RE: Identifying the public/Feedback/EJ concerns
- Archived: Wed, 11 Jul 2001 12:06:00 -0400 (EDT)
- Date: Wed, 11 Jul 2001 11:58:33 -0400 (EDT)
- From: Charlie Atherton <charlie@structurex.net>
- Subject: RE: Identifying the public/Feedback/EJ concerns
- X-topic: Outreach
>From what I have experienced, each EPA outreach effort situation has it's own unique set of local and state political roadblocks.
In Calcasieu Parish, La., (183,533 people) local Industrial Plants control the political process and elected officials.
Each industrial plant is a "partener in education" with each of our 64 schools, complete with a large company logo sign in front of each school. Industry has captured our large school system with a yearly budget close to $200,000,000 a year.
Doctors in Calcasieu Parish will not ever say a medical problem was caused by chemicals because "industry pays the bills in Calcasieu".
The local TV station will not say anything negative about industry because industry has pulled their advertising dollars more than once.
Print media does a better job of reporting industrial news, same story as TV, and also had $50,000 of ads pulled just because of one story.
Any person employed by industry, or any member of their family that is seen on TV or reported in the news paper relative to environmental issues, public hearings, town meetings, meeting with agencies, is terminated from their job.

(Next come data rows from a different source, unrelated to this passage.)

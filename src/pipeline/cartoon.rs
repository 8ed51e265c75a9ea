//! Cartoon stylizer
//!
//! Stages:
//! 1. grayscale, median blur, adaptive mean threshold → edge mask
//! 2. k-means colour quantisation (fitted on a pixel sample)
//! 3. mask the quantised image so edges become black lines
//! 4. contrast/brightness
//! 5. white padding above and below, room for the frame artwork
//! 6. alpha-composite the theme's overlay frame
//!
//! A missing or unreadable overlay is logged and the photo is written
//! without a frame.

use super::filters::{self, KMeansCriteria};
use super::Stylizer;
use crate::config::{OverlayConfig, PipelineConfig};
use crate::error::PipelineError;
use crate::session::Theme;
use image::codecs::jpeg::JpegEncoder;
use image::imageops::FilterType;
use image::{DynamicImage, RgbaImage};
use rand::rngs::StdRng;
use rand::SeedableRng;
use std::fs::File;
use std::io::BufWriter;
use std::path::Path;

/// Pixels fed to k-means; quantisation is applied to every pixel
const KMEANS_SAMPLE: usize = 10_000;

const JPEG_QUALITY: u8 = 92;

/// Cartoon stylizer with per-theme overlay frames.
///
/// There is no face-region pass (a smoothed face crop blended back in at
/// weight 0.2) since that needs a face detector. Faces get the same
/// quantisation and edge lines as the rest of the photo.
pub struct CartoonPipeline {
    clusters: usize,
    median_kernel: u32,
    threshold_block: u32,
    threshold_offset: i32,
    contrast: f32,
    brightness: f32,
    pad_top: u32,
    pad_bottom: u32,
    overlays: OverlayConfig,
    /// Fixed seed for reproducible output
    seed: Option<u64>,
}

impl CartoonPipeline {
    pub fn new(config: &PipelineConfig) -> Result<Self, PipelineError> {
        if config.clusters == 0 {
            return Err(PipelineError::InvalidSetting(
                "pipeline.clusters must be at least 1".to_string(),
            ));
        }
        if config.median_kernel % 2 == 0 {
            return Err(PipelineError::InvalidSetting(format!(
                "pipeline.median_kernel must be odd, got {}",
                config.median_kernel
            )));
        }
        if config.threshold_block < 3 || config.threshold_block % 2 == 0 {
            return Err(PipelineError::InvalidSetting(format!(
                "pipeline.threshold_block must be odd and at least 3, got {}",
                config.threshold_block
            )));
        }

        Ok(Self {
            clusters: config.clusters,
            median_kernel: config.median_kernel,
            threshold_block: config.threshold_block,
            threshold_offset: config.threshold_offset,
            contrast: config.contrast,
            brightness: config.brightness,
            pad_top: config.pad_top,
            pad_bottom: config.pad_bottom,
            overlays: config.overlays.clone(),
            seed: None,
        })
    }

    /// Seed k-means initialisation (tests, repeatable renders)
    pub fn with_seed(mut self, seed: u64) -> Self {
        self.seed = Some(seed);
        self
    }

    /// Load the overlay for `theme`, if configured and readable
    fn overlay(&self, theme: Theme) -> Option<RgbaImage> {
        let path = self.overlays.for_theme(theme)?;
        match image::open(path) {
            Ok(img) => Some(img.to_rgba8()),
            Err(e) => {
                tracing::warn!("Overlay {:?} for {} unusable, skipping frame: {}", path, theme, e);
                None
            }
        }
    }

    /// Stylize a decoded photo
    pub fn render(&self, photo: &DynamicImage, theme: Theme) -> RgbaImage {
        let rgb = photo.to_rgb8();
        let mut rng = match self.seed {
            Some(seed) => StdRng::seed_from_u64(seed),
            None => StdRng::from_entropy(),
        };

        let gray = image::imageops::grayscale(&rgb);
        let blurred = filters::median_blur(&gray, self.median_kernel);
        let edges =
            filters::adaptive_threshold_mean(&blurred, self.threshold_block, self.threshold_offset);

        let sample = filters::sample_pixels(&rgb, KMEANS_SAMPLE, &mut rng);
        let centers = filters::kmeans(&sample, self.clusters, KMeansCriteria::default(), &mut rng);
        let mut cartoon = filters::quantize(&rgb, &centers);

        filters::apply_mask(&mut cartoon, &edges);
        filters::convert_scale_abs(&mut cartoon, self.contrast, self.brightness);

        let padded = filters::pad_white(&cartoon, self.pad_top, self.pad_bottom);
        let mut framed = DynamicImage::ImageRgb8(padded).to_rgba8();

        if let Some(overlay) = self.overlay(theme) {
            let (width, height) = framed.dimensions();
            let overlay = if overlay.dimensions() == (width, height) {
                overlay
            } else {
                tracing::debug!(
                    "Resizing overlay {:?} to {}x{}",
                    overlay.dimensions(),
                    width,
                    height
                );
                image::imageops::resize(&overlay, width, height, FilterType::Triangle)
            };
            filters::composite_over(&mut framed, &overlay);
        }

        framed
    }
}

impl Stylizer for CartoonPipeline {
    fn stylize(&self, raw: &Path, theme: Theme, output: &Path) -> Result<(), PipelineError> {
        let photo = image::open(raw).map_err(|e| PipelineError::Decode {
            path: raw.to_path_buf(),
            message: e.to_string(),
        })?;
        if photo.width() == 0 || photo.height() == 0 {
            return Err(PipelineError::EmptyImage(raw.to_path_buf()));
        }
        tracing::debug!("Stylizing {:?} ({}x{})", raw, photo.width(), photo.height());

        let framed = self.render(&photo, theme);
        // JPEG has no alpha channel
        let flattened = DynamicImage::ImageRgba8(framed).to_rgb8();

        let encode_err = |message: String| PipelineError::Encode {
            path: output.to_path_buf(),
            message,
        };
        if let Some(parent) = output.parent() {
            std::fs::create_dir_all(parent).map_err(|e| encode_err(e.to_string()))?;
        }
        let file = File::create(output).map_err(|e| encode_err(e.to_string()))?;
        let encoder = JpegEncoder::new_with_quality(BufWriter::new(file), JPEG_QUALITY);
        flattened
            .write_with_encoder(encoder)
            .map_err(|e| encode_err(e.to_string()))?;

        Ok(())
    }
}

#[cfg(test)]
mod tests {
    use super::*;
    use image::{Rgb, RgbImage, Rgba};

    fn config(dir: &Path) -> PipelineConfig {
        PipelineConfig {
            output_dir: Some(dir.join("photos_cartoon")),
            clusters: 4,
            pad_top: 6,
            pad_bottom: 4,
            ..PipelineConfig::default()
        }
    }

    fn write_photo(path: &Path) {
        let img = RgbImage::from_fn(32, 24, |x, y| {
            Rgb([(x * 8) as u8, (y * 10) as u8, if x > 16 { 200 } else { 40 }])
        });
        img.save(path).unwrap();
    }

    #[test]
    fn test_rejects_even_kernel() {
        let mut config = PipelineConfig::default();
        config.median_kernel = 6;
        assert!(matches!(
            CartoonPipeline::new(&config),
            Err(PipelineError::InvalidSetting(_))
        ));
    }

    #[test]
    fn test_render_pads_photo() {
        let dir = tempfile::tempdir().unwrap();
        let pipeline = CartoonPipeline::new(&config(dir.path())).unwrap().with_seed(1);
        let photo = DynamicImage::ImageRgb8(RgbImage::from_pixel(10, 8, Rgb([90, 90, 90])));

        let out = pipeline.render(&photo, Theme::Expression);
        assert_eq!(out.dimensions(), (10, 18));
        assert_eq!(out.get_pixel(0, 0), &Rgba([255, 255, 255, 255]));
    }

    #[test]
    fn test_stylize_without_overlay() {
        let dir = tempfile::tempdir().unwrap();
        let raw = dir.path().join("jdoe_alice_Y_N.jpg");
        write_photo(&raw);
        let output = dir.path().join("photos_cartoon/jdoe_alice_Y_N_cart.jpg");

        let pipeline = CartoonPipeline::new(&config(dir.path())).unwrap();
        pipeline.stylize(&raw, Theme::Justice, &output).unwrap();

        let written = image::open(&output).unwrap();
        assert_eq!((written.width(), written.height()), (32, 34));
    }

    #[test]
    fn test_missing_overlay_is_skipped() {
        let dir = tempfile::tempdir().unwrap();
        let raw = dir.path().join("raw.png");
        write_photo(&raw);

        let mut config = config(dir.path());
        config.overlays.justice = Some(dir.path().join("no-such-frame.png"));
        let pipeline = CartoonPipeline::new(&config).unwrap();

        let output = dir.path().join("out.jpg");
        pipeline.stylize(&raw, Theme::Justice, &output).unwrap();
        assert!(output.exists());
    }

    #[test]
    fn test_overlay_is_resized_and_composited() {
        let dir = tempfile::tempdir().unwrap();
        let frame = dir.path().join("frame.png");
        RgbaImage::from_pixel(4, 4, Rgba([255, 0, 0, 255]))
            .save(&frame)
            .unwrap();

        let mut config = config(dir.path());
        config.overlays.expression = Some(frame);
        let pipeline = CartoonPipeline::new(&config).unwrap().with_seed(2);
        let photo = DynamicImage::ImageRgb8(RgbImage::from_pixel(10, 8, Rgb([0, 0, 255])));

        let out = pipeline.render(&photo, Theme::Expression);
        assert_eq!(out.dimensions(), (10, 18));
        assert!(out.pixels().all(|p| p == &Rgba([255, 0, 0, 255])));
    }

    #[test]
    fn test_unreadable_photo() {
        let dir = tempfile::tempdir().unwrap();
        let raw = dir.path().join("broken.jpg");
        std::fs::write(&raw, b"not a jpeg").unwrap();

        let pipeline = CartoonPipeline::new(&config(dir.path())).unwrap();
        let result = pipeline.stylize(&raw, Theme::Expression, &dir.path().join("out.jpg"));
        assert!(matches!(result, Err(PipelineError::Decode { .. })));
    }
}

The whole point of this is that EPA and other agencies are having to deal with local politics that are silently stonewalling the agencies to keep the agencies from reaching the affected public. EPA has to identify each set of local political roadblocks in any given situation and design a plan to reach the general public. EPA can pre identify select community residents that EPA can work with early in the process, before the issues reach the news, and then local politics threat and intimidate residents into silence. In my opinion, what I have just written is what has caused the Environmental Justice Communities issues to be in the forefront.